WASHINGTON, March 22, 1933 (UP) - American diplomats in Germany today were working on the biggest reportorial assignment ever given them - a "complete report" on the mistreatment of Jews by Chancellor Adolf Hitler's brown-shirted "Nazis."
Secretary of State Hull ordered the report after three Jewish leaders pleaded with the American government to look into the plight of their race under Germany's new dictator.
The inquiry will cover the treatment of all Jews under the Hitler regime, German nationals as well as Americans.
State Department officials were uncertain, however, as to what action the United States might take if the report showed widespread persecution of Jews in Germany.
The government can - and has - protested mistreatment of American Jews in Germany. Ambassador Frederick M. Sackett recently was assured by the German foreign offices that Americans would not be molested.
For the United States to protest mistreatment of German Jews would be a different matter. Under ordinary international usage, no government is supposed to be concerned about the treatment another government accords its own citizens.
However, there have been exceptions to this principle. The United States some years ago protested to Turkey the mistreatment of minority groups. Hence it was considered possible that a broad protest might be made to Germany on humanitarian grounds.
Representative Celler, Democrat, New York, introduced a resolution asking the State Department to take such action. Proposals also were discussed for relaxation of United States immigration quotas to permit persecuted Germans to find a safe haven in this country.
The Cellar resolution charged that the outbreaks were a "denial of the fundamental rights of every human being" and "hark back to an age of barbarism."
The three Jewish leaders, including Rabbi Stephen S. Wise of New York City, well-known humanitarian, paint a tragic picture of the suffering of Jewry in Germany. They say some of Germany's intellectual leaders were in hiding to escape the wrath of the Nazis.
Hardly and Rabbi Wise and his companions - Bernard S. Deutsch of New York, president of the American Jewish Congress, and Max Rhoades, Washington attorney - left the State Department last night before the order to investigate was filed to the Berlin embassy and American consuls throughout Germany.
Rabbi Wise said he hoped the report would not be confined to official information obtained from the German foreign office, which he feared would be biased. He wanted the American envoys to seek unofficial, impartial information.
Details of the alleged persecution and torture of Jews are told by refugees in Paris.
One American Jewish resident of Berlin gave the following picture of conditions:
"Thousands had already left the country and others were following. Telephone calls, letters and telegrams were being tapped. The scene was covered with a blanket of espionage.

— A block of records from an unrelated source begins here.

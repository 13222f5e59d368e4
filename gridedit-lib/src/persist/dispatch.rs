//! Write dispatch and result channel.

use std::sync::Arc;

use log::debug;
use tokio::runtime::Handle;
use tokio::sync::oneshot;

use super::{ChangeSink, ErrorReporter, LogReporter};
use crate::editor::CellChange;
use crate::error::{ApiError, GridError};
use crate::response::ApplyResponse;

/// Sends committed changes to a sink without blocking the caller.
///
/// Every dispatch spawns one task. Tasks are independent: they are neither
/// ordered nor cancelled, and a failed write is reported, never retried.
/// Cheap to clone.
#[derive(Clone)]
pub struct ChangeDispatcher {
    sink: Arc<dyn ChangeSink>,
    reporter: Arc<dyn ErrorReporter>,
}

impl ChangeDispatcher {
    /// Create a dispatcher that reports to the log.
    pub fn new(sink: impl ChangeSink + 'static) -> Self {
        Self::from_arc(Arc::new(sink))
    }

    /// Create a dispatcher around a shared sink.
    pub fn from_arc(sink: Arc<dyn ChangeSink>) -> Self {
        Self {
            sink,
            reporter: Arc::new(LogReporter),
        }
    }

    /// Replace the outcome reporter.
    pub fn with_reporter(mut self, reporter: impl ErrorReporter + 'static) -> Self {
        self.reporter = Arc::new(reporter);
        self
    }

    /// Start writing `change` on the current Tokio runtime.
    ///
    /// Returns immediately. The returned [`PendingWrite`] can be awaited for
    /// the result or dropped; the write runs to completion either way.
    pub fn dispatch(&self, change: CellChange) -> Result<PendingWrite, GridError> {
        let handle = Handle::try_current().map_err(|_| GridError::NoRuntime)?;
        let (tx, rx) = oneshot::channel();

        let sink = self.sink.clone();
        let reporter = self.reporter.clone();
        let task_change = change.clone();
        debug!("Dispatching {}", change);

        handle.spawn(async move {
            let result = sink.apply(&task_change).await;
            match &result {
                Ok(response) => reporter.applied(&task_change, response),
                Err(error) => reporter.failed(&task_change, error),
            }
            // The receiver may be gone; the outcome was reported already.
            let _ = tx.send(result);
        });

        Ok(PendingWrite { change, rx })
    }
}

impl std::fmt::Debug for ChangeDispatcher {
    fn fmt(&self, f: &mut std::fmt::Formatter<'_>) -> std::fmt::Result {
        f.debug_struct("ChangeDispatcher").finish_non_exhaustive()
    }
}

/// A write in flight.
#[derive(Debug)]
pub struct PendingWrite {
    change: CellChange,
    rx: oneshot::Receiver<Result<ApplyResponse, ApiError>>,
}

impl PendingWrite {
    /// Returns the change being written.
    pub fn change(&self) -> &CellChange {
        &self.change
    }

    /// Wait for the write to finish.
    pub async fn wait(self) -> Result<ApplyResponse, ApiError> {
        self.rx.await.map_err(|_| ApiError::Dropped)?
    }
}

#[cfg(test)]
mod tests {
    use std::sync::Mutex;

    use async_trait::async_trait;

    use super::*;

    #[derive(Default)]
    struct RecordingSink {
        changes: Mutex<Vec<CellChange>>,
        fail_with: Option<u16>,
    }

    #[async_trait]
    impl ChangeSink for RecordingSink {
        async fn apply(&self, change: &CellChange) -> Result<ApplyResponse, ApiError> {
            self.changes.lock().unwrap().push(change.clone());
            match self.fail_with {
                Some(status) => Err(ApiError::http(status, "boom")),
                None => Ok(ApplyResponse::from_body(200, r#"{"message":"ok"}"#)),
            }
        }
    }

    #[derive(Default)]
    struct CountingReporter {
        applied: Mutex<usize>,
        failed: Mutex<Vec<Option<u16>>>,
    }

    impl ErrorReporter for Arc<CountingReporter> {
        fn applied(&self, _change: &CellChange, _response: &ApplyResponse) {
            *self.applied.lock().unwrap() += 1;
        }

        fn failed(&self, _change: &CellChange, error: &ApiError) {
            self.failed.lock().unwrap().push(error.status_code());
        }
    }

    fn change() -> CellChange {
        CellChange {
            table_name: "employees".into(),
            column_label: "Salary".into(),
            row_label: "Alice".into(),
            new_value: "1200".into(),
        }
    }

    #[tokio::test]
    async fn test_dispatch_reports_success() {
        let sink = Arc::new(RecordingSink::default());
        let reporter = Arc::new(CountingReporter::default());
        let dispatcher = ChangeDispatcher::from_arc(sink.clone()).with_reporter(reporter.clone());

        let pending = dispatcher.dispatch(change()).unwrap();
        assert_eq!(pending.change(), &change());

        let response = pending.wait().await.unwrap();
        assert_eq!(response.message.as_deref(), Some("ok"));
        assert_eq!(*sink.changes.lock().unwrap(), vec![change()]);
        assert_eq!(*reporter.applied.lock().unwrap(), 1);
        assert!(reporter.failed.lock().unwrap().is_empty());
    }

    #[tokio::test]
    async fn test_dispatch_reports_failure() {
        let sink = RecordingSink {
            fail_with: Some(500),
            ..Default::default()
        };
        let reporter = Arc::new(CountingReporter::default());
        let dispatcher = ChangeDispatcher::new(sink).with_reporter(reporter.clone());

        let error = dispatcher.dispatch(change()).unwrap().wait().await.unwrap_err();
        assert_eq!(error.status_code(), Some(500));
        assert_eq!(*reporter.failed.lock().unwrap(), vec![Some(500)]);
        assert_eq!(*reporter.applied.lock().unwrap(), 0);
    }

    #[tokio::test]
    async fn test_dropped_pending_write_still_runs() {
        let sink = Arc::new(RecordingSink::default());
        let reporter = Arc::new(CountingReporter::default());
        let dispatcher = ChangeDispatcher::from_arc(sink.clone()).with_reporter(reporter.clone());

        drop(dispatcher.dispatch(change()).unwrap());
        // A second write we do wait on; by then the first task has run on
        // this single-threaded runtime.
        dispatcher.dispatch(change()).unwrap().wait().await.unwrap();

        assert_eq!(sink.changes.lock().unwrap().len(), 2);
        assert_eq!(*reporter.applied.lock().unwrap(), 2);
    }

    #[test]
    fn test_dispatch_without_runtime() {
        let dispatcher = ChangeDispatcher::new(RecordingSink::default());
        assert_eq!(
            dispatcher.dispatch(change()).unwrap_err(),
            GridError::NoRuntime
        );
    }
}
//! Column filter state and evaluation.

use std::sync::atomic::{AtomicUsize, Ordering};

use log::trace;

use super::{FilterControl, FilterId};
use crate::error::GridError;
use crate::model::{Row, Table, Visibility};

/// How filter controls combine.
#[derive(Debug, Clone, Copy, PartialEq, Eq, Default)]
pub enum FilterMode {
    /// Each input evaluates only the edited control.
    ///
    /// With several non-empty controls, row visibility reflects whichever
    /// control changed last; the others are not re-applied.
    #[default]
    Independent,
    /// Each input re-evaluates every control; a row is shown only if all
    /// non-empty controls match it.
    Combined,
}

/// Visible and hidden row counts after a filter pass.
#[derive(Debug, Clone, Copy, PartialEq, Eq, Default)]
pub struct FilterOutcome {
    /// Rows shown.
    pub visible: usize,
    /// Rows hidden.
    pub hidden: usize,
}

/// The set of filter controls attached to one table.
#[derive(Debug, Clone)]
pub struct ColumnFilter {
    id: usize,
    controls: Vec<FilterControl>,
    mode: FilterMode,
    last_edited: Option<FilterId>,
}

impl Default for ColumnFilter {
    fn default() -> Self {
        Self::new(FilterMode::default())
    }
}

impl ColumnFilter {
    /// Create a filter with no controls.
    pub fn new(mode: FilterMode) -> Self {
        static COUNTER: AtomicUsize = AtomicUsize::new(0);
        Self {
            id: COUNTER.fetch_add(1, Ordering::SeqCst),
            controls: Vec::new(),
            mode,
            last_edited: None,
        }
    }

    /// Changes the combination mode. Row visibility is not recomputed until
    /// the next input or [`reapply`](Self::reapply).
    pub fn set_mode(&mut self, mode: FilterMode) {
        self.mode = mode;
    }

    /// Adds a control bound to `column` and returns its id.
    pub fn add_control(&mut self, column: usize) -> FilterId {
        let id = FilterId::new(self.id, self.controls.len());
        self.controls.push(FilterControl::new(id, column));
        id
    }

    /// Returns a control by id.
    pub fn control(&self, id: FilterId) -> Option<&FilterControl> {
        self.slot(id).map(|index| &self.controls[index])
    }

    /// Returns all controls in creation order.
    pub fn controls(&self) -> &[FilterControl] {
        &self.controls
    }

    /// Returns the control that received input most recently.
    pub fn last_edited(&self) -> Option<FilterId> {
        self.last_edited
    }

    fn slot(&self, id: FilterId) -> Option<usize> {
        (id.owner() == self.id && id.index() < self.controls.len()).then_some(id.index())
    }

    /// Handle new text typed into a control and recompute every row.
    ///
    /// All rows are evaluated, including rows hidden by an earlier pass.
    pub fn on_input(
        &mut self,
        table: &mut Table,
        id: FilterId,
        text: &str,
    ) -> Result<FilterOutcome, GridError> {
        let index = self.slot(id).ok_or(GridError::UnknownFilter(id))?;
        let control = &mut self.controls[index];
        control.set_text(text);
        trace!("{} on column {} set to {:?}", id, control.column(), text);
        self.last_edited = Some(id);

        let outcome = match self.mode {
            FilterMode::Independent => {
                let control = &self.controls[index];
                apply(table, |row| control.matches(row.cell(control.column())))
            }
            FilterMode::Combined => self.apply_all(table),
        };
        Ok(outcome)
    }

    /// Recompute visibility from the controls' current text.
    ///
    /// In [`FilterMode::Independent`] only the most recently edited control
    /// is evaluated; with no input yet every row is shown.
    pub fn reapply(&self, table: &mut Table) -> FilterOutcome {
        match self.mode {
            FilterMode::Combined => self.apply_all(table),
            FilterMode::Independent => match self.last_edited.and_then(|id| self.control(id)) {
                Some(control) => apply(table, |row| control.matches(row.cell(control.column()))),
                None => apply(table, |_| true),
            },
        }
    }

    /// Empty every control and show every row.
    pub fn clear(&mut self, table: &mut Table) -> FilterOutcome {
        for control in &mut self.controls {
            control.set_text("");
        }
        self.last_edited = None;
        apply(table, |_| true)
    }

    fn apply_all(&self, table: &mut Table) -> FilterOutcome {
        let active: Vec<&FilterControl> = self.controls.iter().filter(|c| !c.is_empty()).collect();
        apply(table, |row| {
            active.iter().all(|c| c.matches(row.cell(c.column())))
        })
    }
}

/// Set every row's visibility from `keep` and count the result.
fn apply(table: &mut Table, keep: impl Fn(&Row) -> bool) -> FilterOutcome {
    let mut outcome = FilterOutcome::default();
    for row in table.rows_mut() {
        if keep(row) {
            row.set_visibility(Visibility::Visible);
            outcome.visible += 1;
        } else {
            row.set_visibility(Visibility::Hidden);
            outcome.hidden += 1;
        }
    }
    trace!(
        "Filter pass on '{}': {} visible, {} hidden",
        table.name(),
        outcome.visible,
        outcome.hidden
    );
    outcome
}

"People in cafes, restaurants, subways, buses and on the street, or even in their homes, were silent or talked in whispers.
"Moderate Socialists, Communists, Pacifists, over-modern artists or writers or those suspected of leaning towards the Left were arrested, jailed or disappeared.
"The Nazis established what they call 'Brown Storys' groups of rooms in buildings, windows boarded, where they corralled their prisoners, beat them with fists, whips, truncheons and steel wires until they were sufficiently mangled; occasionally varying this by making them drink large quantities of castor oil or putting them against the wall and leveling cocked revolvers at them, sometimes shooting alongside. Nobody knows how many have been killed during these escapades."